• Task objective
Give only the number of lines in the records below that contain the word "usize".

• Records shown

********************

impl ColorSpace {
    /// The `DeviceGray` color space.
    pub fn device_gray() -> Self {
        Self(Arc::new(ColorSpaceKind::DeviceGray))
    }

    /// The `DeviceRGB` color space.
    pub fn device_rgb() -> Self {
        Self(Arc::new(ColorSpaceKind::DeviceRgb))
    }

    /// The `DeviceCMYK` color space.
    pub fn device_cmyk() -> Self {
        Self(Arc::new(ColorSpaceKind::DeviceCmyk))
    }

    /// A `Pattern` color space without an underlying color space.
    pub fn pattern() -> Self {
        Self(Arc::new(ColorSpaceKind::Pattern(None)))
    }

    /// Resolve one of the color space names that do not need parameters.
    ///
    /// Abbreviations used in inline images are accepted too.
    pub fn from_name(name: &[u8]) -> Option<Self> {
        match name {
            b"DeviceGray" | b"G" | b"CalGray" => Some(Self::device_gray()),
            b"DeviceRGB" | b"RGB" | b"CalRGB" => Some(Self::device_rgb()),
            b"DeviceCMYK" | b"CMYK" | b"CalCMYK" => Some(Self::device_cmyk()),
            b"Pattern" => Some(Self::pattern()),
            _ => None,
        }
    }

    /// Load a color space from a name, an array, or a reference to either.
    ///
    /// Color spaces stored under a reference are memoized in the
    /// document cache.
    pub fn from_object(obj: &Object, ctx: &LoadContext<'_>) -> Option<Self> {
        Self::load(obj, ctx, 0)
    }

    fn load(obj: &Object, ctx: &LoadContext<'_>, depth: usize) -> Option<Self> {
        if depth > MAX_NESTING {
            warn!("color space is nested too deeply");

            return None;
        }

        match obj {
            Object::Ref(r) => ctx
                .cache
                .color_spaces
                .get_or_insert_with(*r, || {
                    let resolved = ctx.deref(obj)?;

                    Self::load(&resolved, ctx, depth + 1).map(Arc::new)
                })
                .map(|cs| cs.as_ref().clone()),
            Object::Name(name) => Self::from_name(name.as_bytes()),
            Object::Array(arr) => Self::from_array(arr, ctx, depth),
            _ => None,
        }
    }

    fn from_array(arr: &[Object], ctx: &LoadContext<'_>, depth: usize) -> Option<Self> {
        let family = ctx.cast::<Name>(arr.first()?)?;
        let param = |idx: usize| arr.get(idx);

        let kind = match family.as_bytes() {
            b"DeviceGray" | b"DeviceRGB" | b"DeviceCMYK" | b"G" | b"RGB" | b"CMYK" => {
                return Self::from_name(family.as_bytes());
            }
            b"Pattern" => ColorSpaceKind::Pattern(match param(1) {
                Some(base) => Some(Self::load(base, ctx, depth + 1)?),
                None => None,
            }),
            b"CalGray" => ColorSpaceKind::CalGray(CalGray::new(&ctx.cast(param(1)?)?, ctx)),
            b"CalRGB" => ColorSpaceKind::CalRgb(CalRgb::new(&ctx.cast(param(1)?)?, ctx)),
            b"Lab" => ColorSpaceKind::Lab(Lab::new(&ctx.cast(param(1)?)?, ctx)),
            b"ICCBased" => return IccBased::load(param(1)?, ctx, depth),
            b"Indexed" | b"I" => ColorSpaceKind::Indexed(Indexed::new(arr, ctx, depth)?),
            b"Separation" => ColorSpaceKind::Separation(Separation::new(arr, ctx, depth)?),
            b"DeviceN" => ColorSpaceKind::DeviceN(DeviceN::new(arr, ctx, depth)?),
            other => {
                warn!(
                    "unknown color space family {}",
                    String::from_utf8_lossy(other)
                );

                return None;
            }
        };

        Some(Self(Arc::new(kind)))
    }

    /// The number of components a color in this space has.
    pub fn num_components(&self) -> usize {
        match self.0.as_ref() {
            ColorSpaceKind::DeviceGray
            | ColorSpaceKind::CalGray(_)
            | ColorSpaceKind::Indexed(_)
            | ColorSpaceKind::Separation(_) => 1,
            ColorSpaceKind::DeviceRgb | ColorSpaceKind::CalRgb(_) | ColorSpaceKind::Lab(_) => 3,
            ColorSpaceKind::DeviceCmyk => 4,
            ColorSpaceKind::IccBased(icc) => icc.n,
            ColorSpaceKind::DeviceN(d) => d.n,
            ColorSpaceKind::Pattern(base) => base.as_ref().map_or(0, |b| b.num_components()),
        }
    }

    /// The color that is selected when switching to this color space.
    pub fn initial_color(&self) -> ColorComponents {
        match self.0.as_ref() {
            ColorSpaceKind::DeviceCmyk => smallvec![0.0, 0.0, 0.0, 1.0],
            ColorSpaceKind::IccBased(icc) if icc.n == 4 => smallvec![0.0, 0.0, 0.0, 1.0],
            ColorSpaceKind::Lab(lab) => {
                smallvec![0.0, 0.0_f32.clamp(lab.range[0], lab.range[1]), 0.0_f32.clamp(lab.range[2], lab.range[3])]
            }
            ColorSpaceKind::Separation(_) | ColorSpaceKind::DeviceN(_) => {
                SmallVec::from_elem(1.0, self.num_components())
            }
            ColorSpaceKind::Pattern(_) => SmallVec::new(),
            _ => SmallVec::from_elem(0.0, self.num_components()),
        }
    }

    /// The default `Decode` array of an image with the given bit depth.
    pub fn default_decode(&self, bits_per_component: u8) -> SmallVec<[(f32, f32); 4]> {
        match self.0.as_ref() {
            ColorSpaceKind::Indexed(_) => {
                smallvec![(0.0, folio_common::bit::max_value(bits_per_component) as f32)]
            }
            ColorSpaceKind::Lab(lab) => smallvec![
                (0.0, 100.0),
                (lab.range[0], lab.range[1]),
                (lab.range[2], lab.range[3])
            ],
            ColorSpaceKind::IccBased(icc) => icc.range.clone(),
            _ => SmallVec::from_elem((0.0, 1.0), self.num_components()),
        }
    }

    /// Whether this is a `Pattern` color space.
    pub fn is_pattern(&self) -> bool {
        matches!(self.0.as_ref(), ColorSpaceKind::Pattern(_))
    }

    /// The underlying color space of an uncolored pattern space.
    pub fn pattern_base(&self) -> Option<&Self> {
        match self.0.as_ref() {
            ColorSpaceKind::Pattern(base) => base.as_ref(),
            _ => None,
        }
    }

    /// Whether this is an `Indexed` color space.
    pub fn is_indexed(&self) -> bool {
        matches!(self.0.as_ref(), ColorSpaceKind::Indexed(_))
    }

    /// Whether this is a device color space of the same kind as `other`,
    /// or the very same color space.
    pub(crate) fn same_as(&self, other: &Self) -> bool {
        use ColorSpaceKind::*;

        Arc::ptr_eq(&self.0, &other.0)
            || matches!(
                (self.0.as_ref(), other.0.as_ref()),
                (DeviceGray, DeviceGray)
                    | (DeviceRgb, DeviceRgb)
                    | (DeviceCmyk, DeviceCmyk)
                    | (Pattern(None), Pattern(None))
            )
    }

    /// Convert a color in this color space to RGBA.
    ///
    /// Missing components are treated as zero. Unsupported colors become
    /// black, so that content still shows up.
    pub fn to_rgba(&self, components: &[f32], alpha: f32) -> AlphaColor {
        match self.to_rgb(components) {
            Some([r, g, b]) => AlphaColor::new([r, g, b, alpha]),
            None if self.is_none_separation() => AlphaColor::TRANSPARENT,
            None => AlphaColor::BLACK.multiply_alpha(alpha),
        }
    }

    fn is_none_separation(&self) -> bool {
        match self.0.as_ref() {
            ColorSpaceKind::Separation(s) => s.is_none,
            ColorSpaceKind::DeviceN(d) => d.is_none,
            _ => false,
        }
    }

    fn to_rgb(&self, c: &[f32]) -> Option<[f32; 3]> {
        let get = |idx: usize| c.get(idx).copied().unwrap_or(0.0).clamp(0.0, 1.0);

        match self.0.as_ref() {
            ColorSpaceKind::DeviceGray => Some([get(0); 3]),
            ColorSpaceKind::DeviceRgb => Some([get(0), get(1), get(2)]),
            ColorSpaceKind::DeviceCmyk => Some(cmyk_to_rgb(get(0), get(1), get(2), get(3))),
            ColorSpaceKind::CalGray(cal) => Some(cal.to_rgb(get(0))),
            ColorSpaceKind::CalRgb(cal) => Some(cal.to_rgb([get(0), get(1), get(2)])),
            ColorSpaceKind::Lab(lab) => {
                let raw = |idx: usize| c.get(idx).copied().unwrap_or(0.0);

                Some(lab.to_rgb([raw(0), raw(1), raw(2)]))
            }
            ColorSpaceKind::IccBased(icc) => icc.to_rgb(c),
            ColorSpaceKind::Indexed(indexed) => indexed.to_rgb(c.first().copied().unwrap_or(0.0)),
            ColorSpaceKind::Separation(sep) => {
                if sep.is_none {
                    return None;
                }

                let tint = eval_all(&sep.tint, &[get(0)])?;
                sep.alternate.to_rgb(&tint)
            }
            ColorSpaceKind::DeviceN(dev) => {
                if dev.is_none {
                    return None;
                }

                let input = (0..dev.n).map(get).collect::<ColorComponents>();
                let tint = eval_all(&dev.tint, &input)?;
                dev.alternate.to_rgb(&tint)
            }
            // Pattern colors are resolved by the pattern itself.
            ColorSpaceKind::Pattern(_) => None,
        }
    }
}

********************

• Exercise answer
6